*** Opening Data in this exercise ***
//! Redis-backed quota store.
//!
//! Same layout as the bucket store: one hash per owner with `tokens` and
//! `last_refill`, updated by a Lua script against Redis server time. Quota
//! keys never expire.

use async_trait::async_trait;
use redis::aio::ConnectionManager;
use redis::{Client, Script};
use std::fmt;

use super::store::{PersistentQuota, QuotaLimits, QuotaSnapshot, QuotaStore, Reservation};
use crate::error::StoreError;

/// ARGV: max_tokens, regen_per_minute, mode, amount, observed_at_ms (-1 = now)
/// mode: "peek" | "reserve" | "reconcile"
/// Returns: {status, tokens, last_refill_ms, now_ms}
const QUOTA_SCRIPT: &str = r#"
local time_array = redis.call("TIME")
local now_ms = tonumber(time_array[1]) * 1000 + math.floor(tonumber(time_array[2]) / 1000)

local key = KEYS[1]
local max_tokens = tonumber(ARGV[1])
local regen = tonumber(ARGV[2])
local mode = ARGV[3]
local amount = tonumber(ARGV[4])
local observed_at = tonumber(ARGV[5])

local state = redis.call("HMGET", key, "tokens", "last_refill")
local tokens = tonumber(state[1])
local last_refill = tonumber(state[2])

if tokens == nil or last_refill == nil then
    tokens = max_tokens
    last_refill = now_ms
end
tokens = math.max(0, math.min(tokens, max_tokens))

if now_ms > last_refill then
    tokens = math.min(max_tokens, tokens + (now_ms - last_refill) / 60000 * regen)
    last_refill = now_ms
end

local status = "ok"
if mode == "peek" then
    return {status, tostring(tokens), string.format("%d", last_refill), now_ms}
elseif mode == "reserve" then
    if tokens + 1e-9 >= amount then
        tokens = math.max(0, tokens - amount)
        status = "granted"
    else
        status = "insufficient"
    end
elseif mode == "reconcile" then
    tokens = math.max(0, math.min(amount, max_tokens))
    if observed_at >= 0 then
        last_refill = math.min(observed_at, now_ms)
    else
        last_refill = now_ms
    end
end

redis.call("HSET", key, "tokens", tostring(tokens), "last_refill", string.format("%d", last_refill))
return {status, tostring(tokens), string.format("%d", last_refill), now_ms}
"#;

/// Shared quota store on Redis
#[derive(Clone)]
pub struct RedisQuotaStore {
    connection: ConnectionManager,
    script: Script,
    key_prefix: String,
}

impl fmt::Debug for RedisQuotaStore {
    fn fmt(&self, f: &mut fmt::Formatter<'_>) -> fmt::Result {
        f.debug_struct("RedisQuotaStore")
            .field("key_prefix", &self.key_prefix)
            .finish()
    }
}

type ScriptReply = (String, String, String, i64);

impl RedisQuotaStore {
    /// Connect with the default prefix "ratekeeper:quota:"
    pub async fn connect(url: &str) -> Result<Self, StoreError> {
        Self::connect_with_prefix(url, "ratekeeper:quota:").await
    }

    pub async fn connect_with_prefix(url: &str, key_prefix: &str) -> Result<Self, StoreError> {
        let client = Client::open(url)?;
        let connection = ConnectionManager::new(client).await?;
        Ok(Self {
            connection,
            script: Script::new(QUOTA_SCRIPT),
            key_prefix: key_prefix.to_string(),
        })
    }

    async fn invoke(
        &self,
        owner: &str,
        limits: &QuotaLimits,
        mode: &str,
        amount: f64,
        observed_at_ms: Option<u64>,
    ) -> Result<(String, PersistentQuota, u64), StoreError> {
        let mut connection = self.connection.clone();
        let (status, tokens, last_refill, now_ms): ScriptReply = self
            .script
            .key(format!("{}{}", self.key_prefix, owner))
            .arg(limits.max_tokens)
            .arg(limits.regen_per_minute)
            .arg(mode)
            .arg(amount)
            .arg(observed_at_ms.map(|ms| ms as i64).unwrap_or(-1))
            .invoke_async(&mut connection)
            .await?;

        let quota = PersistentQuota {
            available_tokens: parse_number(&tokens)?,
            last_refill_at_ms: parse_number(&last_refill)? as u64,
            regen_rate_per_minute: limits.regen_per_minute,
            max_tokens: limits.max_tokens,
        };
        Ok((status, quota, now_ms.max(0) as u64))
    }
}

fn parse_number(raw: &str) -> Result<f64, StoreError> {
    raw.parse::<f64>()
        .map_err(|_| StoreError::Corrupt(format!("quota field '{}' is not a number", raw)))
}

#[async_trait]
impl QuotaStore for RedisQuotaStore {
    async fn reserve(
        &self,
        owner: &str,
        limits: &QuotaLimits,
        tokens: f64,
    ) -> Result<Reservation, StoreError> {
        let (status, quota, _) = self.invoke(owner, limits, "reserve", tokens, None).await?;
        match status.as_str() {
            "granted" => Ok(Reservation::Granted {
                remaining: quota.available_tokens,
            }),
            "insufficient" => Ok(Reservation::Insufficient {
                available: quota.available_tokens,
                wait: quota.wait_time_for(tokens),
            }),
            other => Err(StoreError::Corrupt(format!(
                "unexpected quota script status '{}'",
                other
            ))),
        }
    }

    async fn snapshot(&self, owner: &str, limits: &QuotaLimits) -> Result<QuotaSnapshot, StoreError> {
        let (_, quota, now_ms) = self.invoke(owner, limits, "peek", 0.0, None).await?;
        Ok(QuotaSnapshot {
            quota,
            observed_at_ms: now_ms,
        })
    }

    async fn reconcile(
        &self,
        owner: &str,
        limits: &QuotaLimits,
        authoritative: f64,
        observed_at_ms: Option<u64>,
    ) -> Result<PersistentQuota, StoreError> {
        let (_, quota, _) = self
            .invoke(owner, limits, "reconcile", authoritative, observed_at_ms)
            .await?;
        Ok(quota)
    }

    fn backend(&self) -> &'static str {
        "redis"
    }
}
*** Closing Data in this exercise ***
* **Work request**:
An exact copy of every record above is what's needed here.

* **Solution to this task**:
//! Redis-backed quota store.
//!
//! Same layout as the bucket store: one hash per owner with `tokens` and
//! `last_refill`, updated by a Lua script against Redis server time. Quota
//! keys never expire.

use async_trait::async_trait;
use redis::aio::ConnectionManager;
use redis::{Client, Script};
use std::fmt;

use super::store::{PersistentQuota, QuotaLimits, QuotaSnapshot, QuotaStore, Reservation};
use crate::error::StoreError;

/// ARGV: max_tokens, regen_per_minute, mode, amount, observed_at_ms (-1 = now)
/// mode: "peek" | "reserve" | "reconcile"
/// Returns: {status, tokens, last_refill_ms, now_ms}
const QUOTA_SCRIPT: &str = r#"
local time_array = redis.call("TIME")
local now_ms = tonumber(time_array[1]) * 1000 + math.floor(tonumber(time_array[2]) / 1000)

local key = KEYS[1]
local max_tokens = tonumber(ARGV[1])
local regen = tonumber(ARGV[2])
local mode = ARGV[3]
local amount = tonumber(ARGV[4])
local observed_at = tonumber(ARGV[5])

local state = redis.call("HMGET", key, "tokens", "last_refill")
local tokens = tonumber(state[1])
local last_refill = tonumber(state[2])

if tokens == nil or last_refill == nil then
    tokens = max_tokens
    last_refill = now_ms
end
tokens = math.max(0, math.min(tokens, max_tokens))

if now_ms > last_refill then
    tokens = math.min(max_tokens, tokens + (now_ms - last_refill) / 60000 * regen)
    last_refill = now_ms
end

local status = "ok"
if mode == "peek" then
    return {status, tostring(tokens), string.format("%d", last_refill), now_ms}
elseif mode == "reserve" then
    if tokens + 1e-9 >= amount then
        tokens = math.max(0, tokens - amount)
        status = "granted"
    else
        status = "insufficient"
    end
elseif mode == "reconcile" then
    tokens = math.max(0, math.min(amount, max_tokens))
    if observed_at >= 0 then
        last_refill = math.min(observed_at, now_ms)
    else
        last_refill = now_ms
    end
end

redis.call("HSET", key, "tokens", tostring(tokens), "last_refill", string.format("%d", last_refill))
return {status, tostring(tokens), string.format("%d", last_refill), now_ms}
"#;

/// Shared quota store on Redis
#[derive(Clone)]
pub struct RedisQuotaStore {
    connection: ConnectionManager,
    script: Script,
    key_prefix: String,
}

impl fmt::Debug for RedisQuotaStore {
    fn fmt(&self, f: &mut fmt::Formatter<'_>) -> fmt::Result {
        f.debug_struct("RedisQuotaStore")
            .field("key_prefix", &self.key_prefix)
            .finish()
    }
}

type ScriptReply = (String, String, String, i64);

impl RedisQuotaStore {
    /// Connect with the default prefix "ratekeeper:quota:"
    pub async fn connect(url: &str) -> Result<Self, StoreError> {
        Self::connect_with_prefix(url, "ratekeeper:quota:").await
    }

    pub async fn connect_with_prefix(url: &str, key_prefix: &str) -> Result<Self, StoreError> {
        let client = Client::open(url)?;
        let connection = ConnectionManager::new(client).await?;
        Ok(Self {
            connection,
            script: Script::new(QUOTA_SCRIPT),
            key_prefix: key_prefix.to_string(),
        })
    }

    async fn invoke(
        &self,
        owner: &str,
        limits: &QuotaLimits,
        mode: &str,
        amount: f64,
        observed_at_ms: Option<u64>,
    ) -> Result<(String, PersistentQuota, u64), StoreError> {
        let mut connection = self.connection.clone();
        let (status, tokens, last_refill, now_ms): ScriptReply = self
            .script
            .key(format!("{}{}", self.key_prefix, owner))
            .arg(limits.max_tokens)
            .arg(limits.regen_per_minute)
            .arg(mode)
            .arg(amount)
            .arg(observed_at_ms.map(|ms| ms as i64).unwrap_or(-1))
            .invoke_async(&mut connection)
            .await?;

        let quota = PersistentQuota {
            available_tokens: parse_number(&tokens)?,
            last_refill_at_ms: parse_number(&last_refill)? as u64,
            regen_rate_per_minute: limits.regen_per_minute,
            max_tokens: limits.max_tokens,
        };
        Ok((status, quota, now_ms.max(0) as u64))
    }
}

fn parse_number(raw: &str) -> Result<f64, StoreError> {
    raw.parse::<f64>()
        .map_err(|_| StoreError::Corrupt(format!("quota field '{}' is not a number", raw)))
}

#[async_trait]
impl QuotaStore for RedisQuotaStore {
    async fn reserve(
        &self,
        owner: &str,
        limits: &QuotaLimits,
        tokens: f64,
    ) -> Result<Reservation, StoreError> {
        let (status, quota, _) = self.invoke(owner, limits, "reserve", tokens, None).await?;
        match status.as_str() {
            "granted" => Ok(Reservation::Granted {
                remaining: quota.available_tokens,
            }),
            "insufficient" => Ok(Reservation::Insufficient {
                available: quota.available_tokens,
                wait: quota.wait_time_for(tokens),
            }),
            other => Err(StoreError::Corrupt(format!(
                "unexpected quota script status '{}'",
                other
            ))),
        }
    }

    async fn snapshot(&self, owner: &str, limits: &QuotaLimits) -> Result<QuotaSnapshot, StoreError> {
        let (_, quota, now_ms) = self.invoke(owner, limits, "peek", 0.0, None).await?;
        Ok(QuotaSnapshot {
            quota,
            observed_at_ms: now_ms,
        })
    }

    async fn reconcile(
        &self,
        owner: &str,
        limits: &QuotaLimits,
        authoritative: f64,
        observed_at_ms: Option<u64>,
    ) -> Result<PersistentQuota, StoreError> {
        let (_, quota, _) = self
            .invoke(owner, limits, "reconcile", authoritative, observed_at_ms)
            .await?;
        Ok(quota)
    }

    fn backend(&self) -> &'static str {
        "redis"
    }
}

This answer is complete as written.